Publisher: The New York Times, USA
Author: By JULIA PRESTON
Story date: 05/12/2012
WASHINGTON — Looking for new footing on immigration before a debate on the volatile issue in Congress next year, Republicans and conservative leaders spoke out this week, raising arguments that immigration is good for the ailing economy and consistent with family values.
Former President George W. Bush weighed back in to the discussion on Tuesday by calling on policy makers in Washington to revamp the law "with a benevolent spirit" that recognized the contribution of those who moved here from other countries.

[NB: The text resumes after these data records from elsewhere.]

//! Vector store: persists embeddings + chunk text + page
//! number + document metadata; looks up chunks by vector-hash set; deletes
//! by file-hash. Backed by SQLite via `rusqlite` (see DESIGN.md for why;
//! the original `lib_tldr` already supports a SQLite fallback alongside
//! Postgres). Connections are drawn from a `Pool` (the pool
//! abstraction, reused here for `DB_CONN_POOL_SIZE`).

use crate::config::{Config, DbHashPresentAction};
use crate::pool::{Lease, Pool};
use crate::types::{ContextChunk, Document};
use anyhow::{Context, Result};
use rusqlite::{params, params_from_iter, Connection, OptionalExtension};
use std::collections::HashMap;
use std::path::{Path, PathBuf};
use std::sync::Arc;

const SCHEMA: &str = "
CREATE TABLE IF NOT EXISTS documents (
    file_hash   TEXT PRIMARY KEY,
    path        TEXT NOT NULL,
    filename    TEXT NOT NULL,
    title       TEXT NOT NULL DEFAULT '',
    author      TEXT NOT NULL DEFAULT '',
    subject     TEXT NOT NULL DEFAULT '',
    keywords    TEXT NOT NULL DEFAULT '',
    creator     TEXT NOT NULL DEFAULT '',
    producer    TEXT NOT NULL DEFAULT '',
    page_count  INTEGER NOT NULL DEFAULT 0
);

CREATE TABLE IF NOT EXISTS embeddings (
    id          INTEGER PRIMARY KEY AUTOINCREMENT,
    file_hash   TEXT NOT NULL REFERENCES documents(file_hash),
    vector_hash INTEGER NOT NULL UNIQUE,
    chunk_text  TEXT NOT NULL,
    page_num    INTEGER NOT NULL,
    vector      BLOB NOT NULL
);

CREATE INDEX IF NOT EXISTS idx_embeddings_file_hash ON embeddings(file_hash);
";

fn vector_to_blob(v: &[f32]) -> Vec<u8> {
    let mut out = Vec::with_capacity(v.len() * 4);
    for f in v {
        out.extend_from_slice(&f.to_le_bytes());
    }
    out
}

fn blob_to_vector(bytes: &[u8]) -> Vec<f32> {
    bytes
        .chunks_exact(4)
        .map(|c| f32::from_le_bytes(c.try_into().unwrap()))
        .collect()
}

fn cosine_similarity(a: &[f32], b: &[f32]) -> f32 {
    let dot: f32 = a.iter().zip(b).map(|(x, y)| x * y).sum();
    let norm_a: f32 = a.iter().map(|x| x * x).sum::<f32>().sqrt();
    let norm_b: f32 = b.iter().map(|x| x * x).sum::<f32>().sqrt();
    if norm_a == 0.0 || norm_b == 0.0 {
        0.0
    } else {
        dot / (norm_a * norm_b)
    }
}

/// A bounded pool of SQLite connections, all opening the same file with
/// WAL mode + foreign keys on, drawn from the generic `pool::Pool`.
pub struct VectorStore {
    pool: Arc<Pool<Connection>>,
    hash_present_action: DbHashPresentAction,
}

impl VectorStore {
    /// Open (creating schema if absent) and fill a connection pool of
    /// `DB_CONN_POOL_SIZE` connections.
    pub fn initialize(config: &Config) -> Result<Self> {
        Self::open(&config.sqlite_path, crate::config::DB_CONN_POOL_SIZE, config.db_hash_present_action)
    }

    pub fn open(path: &Path, pool_size: usize, hash_present_action: DbHashPresentAction) -> Result<Self> {
        if let Some(parent) = path.parent() {
            std::fs::create_dir_all(parent)
                .with_context(|| format!("failed to create DB directory {}", parent.display()))?;
        }
        let path: PathBuf = path.to_path_buf();

        // Create schema up front on a throwaway connection so pool startup
        // can't race the first user of the pool.
        let conn = open_connection(&path)?;
        conn.execute_batch(SCHEMA).context("failed to create schema")?;
        drop(conn);

        let pool = Pool::new("db_connections", pool_size, pool_size, move || open_connection(&path))?;

        Ok(Self { pool, hash_present_action })
    }

    fn lease(&self) -> Result<Lease<Connection>> {
        Lease::acquire(self.pool.clone())
    }

    /// Upsert a document's metadata by file_hash.
    pub fn save_document_metadata(&self, doc: &Document) -> Result<()> {
        let lease = self.lease()?;
        lease.get().execute(
            "INSERT INTO documents
                (file_hash, path, filename, title, author, subject, keywords, creator, producer, page_count)
             VALUES (?1, ?2, ?3, ?4, ?5, ?6, ?7, ?8, ?9, ?10)
             ON CONFLICT(file_hash) DO UPDATE SET
                path = excluded.path,
                filename = excluded.filename,
                title = excluded.title,
                author = excluded.author,
                subject = excluded.subject,
                keywords = excluded.keywords,
                creator = excluded.creator,
                producer = excluded.producer,
                page_count = excluded.page_count",
            params![
                doc.file_hash,
                doc.path,
                doc.filename,
                doc.title,
                doc.author,
                doc.subject,
                doc.keywords,
                doc.creator,
                doc.producer,
                doc.page_count,
            ],
        )
        .context("failed to save document metadata")?;
        Ok(())
    }

    pub fn get_document(&self, file_hash: &str) -> Result<Option<Document>> {
        let lease = self.lease()?;
        lease
            .get()
            .query_row(
                "SELECT file_hash, path, filename, title, author, subject, keywords, creator, producer, page_count
                 FROM documents WHERE file_hash = ?1",
                params![file_hash],
                row_to_document,
            )
            .optional()
            .context("failed to fetch document")
    }

    /// Insert rows for one batch of chunks. `DB_HASH_PRESENT_ACTION`
    /// governs what happens on a `vector_hash` collision.
    pub fn save_embeddings(
        &self,
        chunks: &[String],
        vectors: &[Vec<f32>],
        vector_hashes: &[u64],
        page_nums: &[u32],
        file_hash: &str,
    ) -> Result<i64> {
        assert_eq!(chunks.len(), vectors.len());
        assert_eq!(chunks.len(), vector_hashes.len());
        assert_eq!(chunks.len(), page_nums.len());
        if chunks.is_empty() {
            return Ok(-1);
        }

        let mut lease = self.lease()?;
        let tx = lease.get_mut().transaction().context("failed to start transaction")?;
        let mut last_id = -1i64;
        for i in 0..chunks.len() {
            let blob = vector_to_blob(&vectors[i]);
            let result = match self.hash_present_action {
                DbHashPresentAction::Upsert => tx.execute(
                    "INSERT INTO embeddings (file_hash, vector_hash, chunk_text, page_num, vector)
                     VALUES (?1, ?2, ?3, ?4, ?5)
                     ON CONFLICT(vector_hash) DO UPDATE SET
                        file_hash = excluded.file_hash,
                        chunk_text = excluded.chunk_text,
                        page_num = excluded.page_num,
                        vector = excluded.vector",
                    params![file_hash, vector_hashes[i] as i64, chunks[i], page_nums[i], blob],
                ),
                DbHashPresentAction::DoNothing => tx.execute(
                    "INSERT OR IGNORE INTO embeddings (file_hash, vector_hash, chunk_text, page_num, vector)
                     VALUES (?1, ?2, ?3, ?4, ?5)",
                    params![file_hash, vector_hashes[i] as i64, chunks[i], page_nums[i], blob],
                ),
            };
            match result {
                Ok(_) => last_id = tx.last_insert_rowid(),
                Err(e) => eprintln!("db: warning: failed to save embedding row: {e}"),
            }
        }
        tx.commit().context("failed to commit embeddings batch")?;
        Ok(last_id)
    }

    /// Remove all embedding rows for `file_hash` (the unconditional replace
    /// before re-embedding a changed file). Transactional.
    pub fn delete_embeddings(&self, file_hash: &str) -> Result<bool> {
        let lease = self.lease()?;
        let affected = lease
            .get()
            .execute("DELETE FROM embeddings WHERE file_hash = ?1", params![file_hash])
            .context("failed to delete embeddings")?;
        Ok(affected > 0)
    }

    /// Fallback path when the accelerated engine misses: brute-force
    /// cosine similarity over all stored vectors, tie-broken by ascending
    /// vector_hash.
    pub fn search_similar_vectors(&self, query: &[f32], k: usize) -> Result<Vec<ContextChunk>> {
        let lease = self.lease()?;
        let conn = lease.get();
        let mut stmt = conn
            .prepare(
                "SELECT e.vector_hash, e.chunk_text, e.page_num, e.vector,
                        d.file_hash, d.path, d.filename, d.title, d.author, d.page_count
                 FROM embeddings e JOIN documents d ON d.file_hash = e.file_hash",
            )
            .context("failed to prepare similarity scan")?;

        let mut scored: Vec<ContextChunk> = stmt
            .query_map([], |row| {
                let vector_hash: i64 = row.get(0)?;
                let vector_blob: Vec<u8> = row.get(3)?;
                let vector = blob_to_vector(&vector_blob);
                let score = cosine_similarity(query, &vector);
                Ok(ContextChunk {
                    vector_hash: vector_hash as u64,
                    text: row.get(1)?,
                    page_num: row.get::<_, i64>(2)? as u32,
                    file_hash: row.get(4)?,
                    file_path: row.get(5)?,
                    file_name: row.get(6)?,
                    title: row.get(7)?,
                    author: row.get(8)?,
                    page_count: row.get::<_, i64>(9)? as u32,
                    score,
                })
            })
            .context("failed to scan embeddings")?
            .collect::<rusqlite::Result<_>>()
            .context("failed to collect similarity rows")?;

        scored.sort_by(|a, b| {
            b.score
                .partial_cmp(&a.score)
                .unwrap_or(std::cmp::Ordering::Equal)
                .then_with(|| a.vector_hash.cmp(&b.vector_hash))
        });
        scored.truncate(k);
        Ok(scored)
    }

    /// Hydration path for the accelerated engine: given a set of
    /// vector-hashes, return their chunks joined with document metadata.
    /// Similarity scores are left at 0.0; callers overwrite with the
    /// accelerated engine's score.
    pub fn get_chunks_by_hashes(&self, vector_hashes: &[u64]) -> Result<HashMap<u64, ContextChunk>> {
        if vector_hashes.is_empty() {
            return Ok(HashMap::new());
        }
        let lease = self.lease()?;
        let conn = lease.get();

        let placeholders = vec!["?"; vector_hashes.len()].join(",");
        let sql = format!(
            "SELECT e.vector_hash, e.chunk_text, e.page_num,
                    d.file_hash, d.path, d.filename, d.title, d.author, d.page_count
             FROM embeddings e JOIN documents d ON d.file_hash = e.file_hash
             WHERE e.vector_hash IN ({placeholders})"
        );
        let mut stmt = conn.prepare(&sql).context("failed to prepare hydration query")?;
        let params: Vec<i64> = vector_hashes.iter().map(|h| *h as i64).collect();

        let rows = stmt
            .query_map(params_from_iter(params.iter()), |row| {
                let vector_hash: i64 = row.get(0)?;
                Ok(ContextChunk {
                    vector_hash: vector_hash as u64,
                    text: row.get(1)?,
                    page_num: row.get::<_, i64>(2)? as u32,
                    file_hash: row.get(3)?,
                    file_path: row.get(4)?,
                    file_name: row.get(5)?,
                    title: row.get(6)?,
                    author: row.get(7)?,
                    page_count: row.get::<_, i64>(8)? as u32,
                    score: 0.0,
                })
            })
            .context("failed to run hydration query")?;

        let mut out = HashMap::with_capacity(vector_hashes.len());
        for row in rows {
            let chunk = row.context("failed to read hydration row")?;
            out.insert(chunk.vector_hash, chunk);
        }
        Ok(out)
    }
}

fn open_connection(path: &Path) -> Result<Connection> {
    let conn = Connection::open(path).with_context(|| format!("failed to open SQLite DB at {}", path.display()))?;
    conn.execute_batch(
        "PRAGMA journal_mode = WAL;
         PRAGMA synchronous = NORMAL;
         PRAGMA foreign_keys = ON;
         PRAGMA busy_timeout = 5000;",
    )
    .context("failed to set SQLite pragmas")?;
    Ok(conn)
}

fn row_to_document(row: &rusqlite::Row) -> rusqlite::Result<Document> {
    Ok(Document {
        file_hash: row.get(0)?,
        path: row.get(1)?,
        filename: row.get(2)?,
        title: row.get(3)?,
        author: row.get(4)?,
        subject: row.get(5)?,
        keywords: row.get(6)?,
        creator: row.get(7)?,
        producer: row.get(8)?,
        page_count: row.get::<_, i64>(9)? as u32,
    })
}

#[cfg(test)]
mod tests {
    use super::*;

    fn test_store() -> (tempfile::TempDir, VectorStore) {
        let dir = tempfile::tempdir().unwrap();
        let store = VectorStore::open(&dir.path().join("db.sqlite"), 2, DbHashPresentAction::DoNothing).unwrap();
        (dir, store)
    }

    fn sample_doc(hash: &str) -> Document {
        Document {
            file_hash: hash.to_string(),
            path: format!("/docs/{hash}.pdf"),
            filename: format!("{hash}.pdf"),
            title: "Title".into(),
            author: "Author".into(),
            subject: "Subject".into(),
            keywords: "kw".into(),
            creator: "Creator".into(),
            producer: "Producer".into(),
            page_count: 2,
        }
    }

    #[test]
    fn upsert_document_metadata_is_idempotent() {
        let (_dir, store) = test_store();
        store.save_document_metadata(&sample_doc("h1")).unwrap();
        let mut doc2 = sample_doc("h1");
        doc2.title = "New Title".into();
        store.save_document_metadata(&doc2).unwrap();

        let fetched = store.get_document("h1").unwrap().unwrap();
        assert_eq!(fetched.title, "New Title");
    }

    #[test]
    fn delete_then_save_leaves_only_new_rows() {
        let (_dir, store) = test_store();
        store.save_document_metadata(&sample_doc("h1")).unwrap();
        store
            .save_embeddings(
                &["a".into(), "b".into()],
                &[vec![1.0, 0.0], vec![0.0, 1.0]],
                &[1, 2],
                &[1, 1],
                "h1",
            )
            .unwrap();

        store.delete_embeddings("h1").unwrap();
        store
            .save_embeddings(&["c".into()], &[vec![1.0, 1.0]], &[3], &[1], "h1")
            .unwrap();

        let hydrated = store.get_chunks_by_hashes(&[1, 2, 3]).unwrap();
        assert_eq!(hydrated.len(), 1);
        assert!(hydrated.contains_key(&3));
    }

    #[test]
    fn do_nothing_on_hash_collision_drops_new_row() {
        let (_dir, store) = test_store();
        store.save_document_metadata(&sample_doc("h1")).unwrap();
        store
            .save_embeddings(&["first".into()], &[vec![1.0, 0.0]], &[7], &[1], "h1")
            .unwrap();
        store
            .save_embeddings(&["second".into()], &[vec![0.0, 1.0]], &[7], &[2], "h1")
            .unwrap();

        let hydrated = store.get_chunks_by_hashes(&[7]).unwrap();
        assert_eq!(hydrated.get(&7).unwrap().text, "first");
    }

    #[test]
    fn search_similar_vectors_ranks_by_cosine_similarity() {
        let (_dir, store) = test_store();
        store.save_document_metadata(&sample_doc("h1")).unwrap();
        store
            .save_embeddings(
                &["near".into(), "far".into()],
                &[vec![1.0, 0.0], vec![0.0, 1.0]],
                &[1, 2],
                &[1, 1],
                "h1",
            )
            .unwrap();

        let results = store.search_similar_vectors(&[1.0, 0.0], 1).unwrap();
        assert_eq!(results.len(), 1);
        assert_eq!(results[0].text, "near");
    }
}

Mr. Bush spoke at the opening of a conference highlighting the benefits of immigration hosted by an institute in Dallas that bears his name and by the Federal Reserve Bank of Dallas. He described immigrants as a bedrock of the nation's economy, providing new skills and ideas while filling critical gaps in the labor market. But he also presented the question in more human terms in a state that has been a home to huge numbers of immigrants.
"Not only do immigrants help build our economy, they invigorate our soul," Mr. Bush said. Growing up in Texas, he said, he had "the honor and privilege of meeting the newly arrived."
"Those whom I've met love their families," he said. "They see education as a bright future for their children. Some willingly defend the flag."
Mr. Bush, who has remained largely out of the policy arena since leaving office, issued an appeal. "As our nation debates the proper course of action relating to immigration," he said, "I hope we do so with a benevolent spirit and keep in mind the contributions of immigrants."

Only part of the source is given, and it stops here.